- WHAT YOU WILL DO
Reproduce the records exactly, beginning with their first line and ending with the line that contains "other than a", and output nothing more.

- Recorded data
=== Section Start ===

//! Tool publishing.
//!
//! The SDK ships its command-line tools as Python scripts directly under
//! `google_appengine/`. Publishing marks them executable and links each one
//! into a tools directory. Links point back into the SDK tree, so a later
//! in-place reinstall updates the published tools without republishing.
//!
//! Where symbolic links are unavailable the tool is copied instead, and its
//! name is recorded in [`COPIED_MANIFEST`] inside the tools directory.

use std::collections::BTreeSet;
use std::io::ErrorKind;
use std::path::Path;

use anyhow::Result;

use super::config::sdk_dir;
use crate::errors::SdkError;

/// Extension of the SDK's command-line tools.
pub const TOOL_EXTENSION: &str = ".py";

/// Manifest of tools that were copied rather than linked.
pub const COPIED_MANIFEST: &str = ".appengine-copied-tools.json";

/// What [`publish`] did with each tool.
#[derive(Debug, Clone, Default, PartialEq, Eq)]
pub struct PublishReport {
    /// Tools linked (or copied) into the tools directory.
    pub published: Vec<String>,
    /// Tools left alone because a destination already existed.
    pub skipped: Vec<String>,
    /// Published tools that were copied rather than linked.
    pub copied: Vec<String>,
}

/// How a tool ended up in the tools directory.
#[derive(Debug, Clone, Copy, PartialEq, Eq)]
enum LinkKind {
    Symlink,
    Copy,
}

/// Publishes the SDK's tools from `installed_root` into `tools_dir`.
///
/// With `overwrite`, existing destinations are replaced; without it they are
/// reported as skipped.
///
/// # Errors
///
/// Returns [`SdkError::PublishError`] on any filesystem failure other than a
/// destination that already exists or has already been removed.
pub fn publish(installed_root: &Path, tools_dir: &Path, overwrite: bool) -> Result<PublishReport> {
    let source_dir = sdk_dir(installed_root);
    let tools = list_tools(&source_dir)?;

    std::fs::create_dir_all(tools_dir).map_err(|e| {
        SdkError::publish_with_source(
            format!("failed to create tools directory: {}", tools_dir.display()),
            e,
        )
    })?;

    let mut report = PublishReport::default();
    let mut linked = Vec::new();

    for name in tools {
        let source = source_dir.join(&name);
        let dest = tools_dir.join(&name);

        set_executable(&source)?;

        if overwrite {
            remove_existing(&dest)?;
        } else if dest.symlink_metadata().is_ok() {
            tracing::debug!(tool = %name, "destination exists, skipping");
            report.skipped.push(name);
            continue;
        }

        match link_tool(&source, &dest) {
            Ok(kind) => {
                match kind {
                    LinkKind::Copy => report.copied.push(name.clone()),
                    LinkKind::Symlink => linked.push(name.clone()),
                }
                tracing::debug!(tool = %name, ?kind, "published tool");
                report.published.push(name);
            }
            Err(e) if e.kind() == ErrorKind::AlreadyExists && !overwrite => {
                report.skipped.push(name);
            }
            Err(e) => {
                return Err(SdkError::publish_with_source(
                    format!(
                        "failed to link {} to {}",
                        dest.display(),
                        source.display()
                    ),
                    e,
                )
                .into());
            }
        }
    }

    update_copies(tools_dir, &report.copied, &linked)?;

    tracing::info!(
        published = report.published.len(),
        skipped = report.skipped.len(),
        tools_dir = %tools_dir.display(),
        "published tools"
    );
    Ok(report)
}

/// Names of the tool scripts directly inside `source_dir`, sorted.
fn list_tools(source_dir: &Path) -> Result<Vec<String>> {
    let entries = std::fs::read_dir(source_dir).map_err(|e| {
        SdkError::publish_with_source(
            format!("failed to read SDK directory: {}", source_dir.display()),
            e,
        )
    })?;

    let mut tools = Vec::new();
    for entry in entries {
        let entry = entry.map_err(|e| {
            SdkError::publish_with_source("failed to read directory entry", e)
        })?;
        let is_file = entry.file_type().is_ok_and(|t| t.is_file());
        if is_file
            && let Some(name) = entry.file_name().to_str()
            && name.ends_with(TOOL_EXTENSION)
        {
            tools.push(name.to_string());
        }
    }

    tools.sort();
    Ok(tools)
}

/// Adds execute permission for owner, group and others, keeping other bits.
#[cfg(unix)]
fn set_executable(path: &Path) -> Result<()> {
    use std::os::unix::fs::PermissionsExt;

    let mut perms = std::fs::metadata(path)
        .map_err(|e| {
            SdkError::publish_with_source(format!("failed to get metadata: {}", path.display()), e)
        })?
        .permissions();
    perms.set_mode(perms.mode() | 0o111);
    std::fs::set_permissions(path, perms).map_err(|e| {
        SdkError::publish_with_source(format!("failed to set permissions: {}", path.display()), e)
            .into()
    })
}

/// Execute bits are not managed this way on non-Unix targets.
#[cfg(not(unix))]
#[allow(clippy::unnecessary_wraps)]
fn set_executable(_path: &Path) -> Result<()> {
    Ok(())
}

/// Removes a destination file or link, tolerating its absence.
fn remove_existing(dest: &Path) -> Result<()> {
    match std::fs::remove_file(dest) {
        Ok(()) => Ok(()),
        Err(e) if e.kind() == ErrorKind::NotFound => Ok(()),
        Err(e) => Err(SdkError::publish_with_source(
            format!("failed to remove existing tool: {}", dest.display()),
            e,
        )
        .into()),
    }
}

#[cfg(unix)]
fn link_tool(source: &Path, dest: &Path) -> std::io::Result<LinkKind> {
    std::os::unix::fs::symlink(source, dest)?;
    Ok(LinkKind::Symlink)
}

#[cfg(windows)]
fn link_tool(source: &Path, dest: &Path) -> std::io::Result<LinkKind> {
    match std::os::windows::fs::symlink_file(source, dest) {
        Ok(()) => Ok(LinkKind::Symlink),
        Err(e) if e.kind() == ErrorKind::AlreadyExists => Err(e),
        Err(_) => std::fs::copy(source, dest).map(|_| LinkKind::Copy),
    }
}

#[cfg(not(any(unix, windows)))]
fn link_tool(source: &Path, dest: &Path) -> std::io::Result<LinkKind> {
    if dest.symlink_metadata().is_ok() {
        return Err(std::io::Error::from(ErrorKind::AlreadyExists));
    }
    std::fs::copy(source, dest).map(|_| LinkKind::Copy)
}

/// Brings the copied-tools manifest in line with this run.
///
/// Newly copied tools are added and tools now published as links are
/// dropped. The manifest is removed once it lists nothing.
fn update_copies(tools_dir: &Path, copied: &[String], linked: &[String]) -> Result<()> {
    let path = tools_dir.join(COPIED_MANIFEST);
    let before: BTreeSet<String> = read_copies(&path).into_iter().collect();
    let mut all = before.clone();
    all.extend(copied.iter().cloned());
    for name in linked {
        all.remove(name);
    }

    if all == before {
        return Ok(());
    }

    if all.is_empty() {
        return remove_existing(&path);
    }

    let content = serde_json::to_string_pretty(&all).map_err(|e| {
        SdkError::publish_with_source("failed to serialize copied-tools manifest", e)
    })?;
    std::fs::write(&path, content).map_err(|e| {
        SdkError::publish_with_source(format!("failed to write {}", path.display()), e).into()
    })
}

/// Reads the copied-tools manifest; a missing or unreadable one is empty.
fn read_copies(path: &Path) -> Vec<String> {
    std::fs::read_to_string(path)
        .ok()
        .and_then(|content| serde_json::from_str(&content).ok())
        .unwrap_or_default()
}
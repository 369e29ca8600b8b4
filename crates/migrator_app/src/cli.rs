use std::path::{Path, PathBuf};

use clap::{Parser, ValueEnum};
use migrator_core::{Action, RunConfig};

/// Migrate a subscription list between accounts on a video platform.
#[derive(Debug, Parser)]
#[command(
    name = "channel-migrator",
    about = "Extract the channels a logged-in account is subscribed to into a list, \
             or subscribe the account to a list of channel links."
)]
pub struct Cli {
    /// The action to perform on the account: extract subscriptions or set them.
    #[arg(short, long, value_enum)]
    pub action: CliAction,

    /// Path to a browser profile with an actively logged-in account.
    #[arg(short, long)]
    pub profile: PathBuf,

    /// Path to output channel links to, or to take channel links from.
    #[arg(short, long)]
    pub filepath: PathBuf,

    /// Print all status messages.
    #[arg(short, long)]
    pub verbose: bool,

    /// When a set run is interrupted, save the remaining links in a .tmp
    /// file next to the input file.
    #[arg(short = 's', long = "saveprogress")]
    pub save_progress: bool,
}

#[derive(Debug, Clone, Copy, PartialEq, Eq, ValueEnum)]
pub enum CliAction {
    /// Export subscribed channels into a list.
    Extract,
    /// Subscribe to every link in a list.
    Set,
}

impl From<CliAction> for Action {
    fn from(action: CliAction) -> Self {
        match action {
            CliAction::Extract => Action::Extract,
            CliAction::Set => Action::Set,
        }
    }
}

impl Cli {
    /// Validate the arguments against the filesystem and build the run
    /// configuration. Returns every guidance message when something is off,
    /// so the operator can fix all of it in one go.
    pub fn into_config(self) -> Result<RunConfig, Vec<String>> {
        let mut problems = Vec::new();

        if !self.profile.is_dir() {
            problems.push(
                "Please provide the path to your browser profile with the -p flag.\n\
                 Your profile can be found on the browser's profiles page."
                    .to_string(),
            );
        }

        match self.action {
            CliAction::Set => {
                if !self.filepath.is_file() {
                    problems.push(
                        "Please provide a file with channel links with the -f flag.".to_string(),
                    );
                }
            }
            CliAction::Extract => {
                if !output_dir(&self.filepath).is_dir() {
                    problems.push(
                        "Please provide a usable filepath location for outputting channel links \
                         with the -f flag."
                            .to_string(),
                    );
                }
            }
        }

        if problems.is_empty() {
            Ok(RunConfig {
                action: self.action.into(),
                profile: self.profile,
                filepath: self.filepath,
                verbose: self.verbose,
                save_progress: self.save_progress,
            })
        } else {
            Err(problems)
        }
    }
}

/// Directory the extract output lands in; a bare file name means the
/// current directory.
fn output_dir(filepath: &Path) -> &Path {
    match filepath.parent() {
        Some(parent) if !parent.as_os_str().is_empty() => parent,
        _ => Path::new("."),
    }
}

=== Section End ===

- RESPONSE TO THE TASK
//! Tool publishing.
//!
//! The SDK ships its command-line tools as Python scripts directly under
//! `google_appengine/`. Publishing marks them executable and links each one
//! into a tools directory. Links point back into the SDK tree, so a later
//! in-place reinstall updates the published tools without republishing.
//!
//! Where symbolic links are unavailable the tool is copied instead, and its
//! name is recorded in [`COPIED_MANIFEST`] inside the tools directory.

use std::collections::BTreeSet;
use std::io::ErrorKind;
use std::path::Path;

use anyhow::Result;

use super::config::sdk_dir;
use crate::errors::SdkError;

/// Extension of the SDK's command-line tools.
pub const TOOL_EXTENSION: &str = ".py";

/// Manifest of tools that were copied rather than linked.
pub const COPIED_MANIFEST: &str = ".appengine-copied-tools.json";

/// What [`publish`] did with each tool.
#[derive(Debug, Clone, Default, PartialEq, Eq)]
pub struct PublishReport {
    /// Tools linked (or copied) into the tools directory.
    pub published: Vec<String>,
    /// Tools left alone because a destination already existed.
    pub skipped: Vec<String>,
    /// Published tools that were copied rather than linked.
    pub copied: Vec<String>,
}

/// How a tool ended up in the tools directory.
#[derive(Debug, Clone, Copy, PartialEq, Eq)]
enum LinkKind {
    Symlink,
    Copy,
}

/// Publishes the SDK's tools from `installed_root` into `tools_dir`.
///
/// With `overwrite`, existing destinations are replaced; without it they are
/// reported as skipped.
///
/// # Errors
///
/// Returns [`SdkError::PublishError`] on any filesystem failure other than a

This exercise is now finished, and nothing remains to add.